La vida permitió a mi padre atestiguar a varios presidentes más y con ellos sus discursos y circunstancia. Al final de su vida, recordando aquel primer contacto con Díaz Ordaz, concluía: "Sin duda sólo un pendejo improvisa ante el Presidente, pero más pendejo es un Presidente que improvisa".
Y de ejemplos tenía más que amigos, de los que ya he dicho, excedía: desde los interminables y vacuos discursos echeverriacos, hasta el "defenderé al peso como un perro", de López Portillo y el "ni los veo ni los oigo" de Salinas. La muerte lo salvó del "¿y yo por qué?" de Fox y de los cantos desentonados y auto-alabanzas de Calderón.

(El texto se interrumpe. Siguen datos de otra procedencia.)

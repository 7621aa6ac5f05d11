//! # Binary Tree Traversal Playback
//!
//! Grows a randomly shaped binary tree with collision-free canvas
//! coordinates, then turns any of four traversal orders into a flat list of
//! events that a front end replays one at a time.
//!
//! ## Pieces
//!
//! 1. **Layout**: randomized placement inside a bounded canvas, with a
//!    minimum separation between node centres and level-order ids
//! 2. **Traversal**: in-order, pre-order, post-order and breadth-first
//!    event sequences, materialized up front and replayed by index
//! 3. **Playback**: cursor, bounded step log and start/pause/reset over
//!    one tree
//!
//! ## Usage Example
//!
//! ```
//! use traverser::{LayoutConfig, Traversal, TraversalOrder, TreeGenerator};
//!
//! let generator = TreeGenerator::new(LayoutConfig::default())?;
//! let (mut tree, report) = generator.generate(40)?;
//! assert!(report.placed <= 40);
//!
//! let traversal = Traversal::new(&tree, TraversalOrder::InOrder);
//! for step in &traversal {
//!     tree.apply_state(step.node, step.state.into());
//! }
//! # Ok::<(), traverser::TraverserError>(())
//! ```

#![warn(missing_docs, missing_debug_implementations)]

pub mod layout;    // Randomized tree layout
pub mod playback;  // Replay session state
pub mod settings;  // Node count, order and speed
pub mod tree;      // Arena tree and traversal orders

// Re-exports for convenience
pub use layout::{generate, LayoutConfig, LayoutError, LayoutReport, TreeGenerator};
pub use playback::{Playback, PlaybackStatus, MAX_LISTED_STEPS};
pub use settings::{PlaybackSpeed, Settings, SettingsError, DEFAULT_NODE_COUNT};
pub use tree::{
    breadth_first, in_order, post_order, pre_order, traverse, DisplayState, Node, NodeIndex,
    Point, Side, Step, StepState, Traversal, TraversalOrder, Tree, TreeError,
};

use thiserror::Error;

/// Errors surfaced by this crate
#[derive(Error, Debug)]
pub enum TraverserError {
    /// Rejected layout request or geometry
    #[error("layout error: {0}")]
    Layout(#[from] LayoutError),

    /// Rejected settings
    #[error("settings error: {0}")]
    Settings(#[from] SettingsError),

    /// Invalid tree edit
    #[error("tree error: {0}")]
    Tree(#[from] TreeError),
}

López Portillo, posiblemente el Presidente más erudito que hayamos tenido y gran orador, pasó a la historia por una frase fuera de contexto y arrancada al calor de su frustración en la última Reunión de la República de su sexenio. Salinas borró con una frase, también hija del rencor, su sexto informe de gobierno. De Zedillo se recuerda su "no traigo cash"; de Calderón su "haiga sido como haiga sido". De Fox es imposible hallar algo sensato en las galaxias de estupideces que colman su haber discursivo.
Los medios viven del rating y éste del escándalo. Los Presidentes, por desgracia, se han dejado atrapar en su círculo vicioso; creen que si no ocupan todos los días un lugar preponderante en los medios pierden presencia y fuerza. Desconocen la potencia de la palabra exacta, la contundencia de la oportunidad política y el valor del silencio.
Es el Presidente quien debe administrar su palabra. Ésta no puede ser esclava del negocio de los medios. La palabra presidencial es política y la de los medios es negocio.
Peña Nieto sorprendió con su discurso inaugural y ha seguido haciéndolo con los golpes efectivos y discursivos de sus primeros actos de gobierno. Su palabra ha sido hábilmente expresada y administrada.
Está en el punto de quiebre de fijar una nueva dinámica discursiva, en la que la palabra presidencial sea lo estrictamente necesaria para no aturdir, lo rigurosamente administrada para no menospreciarse y lo diestramente surtida y expresada para que su mensaje sea asertivo y eficaz.
No se trata exclusivamente de no improvisar, tampoco de no dejarse llevar por el momento, sino de saber administrar sus silencios. "El silencio, dice George R. R. Martin, es el amigo de los príncipes. Las palabras son como flechas. Una vez lanzadas no hay manera de hacerlas volver".
Finalmente, la palabra presidencial no es para agradar, es un instrumento privilegiado de gobierno. Más que ser esclava del cortoplacismo de las encuestas y rehén de la voracidad mediática, es exigencia celosa y puntual del estadista.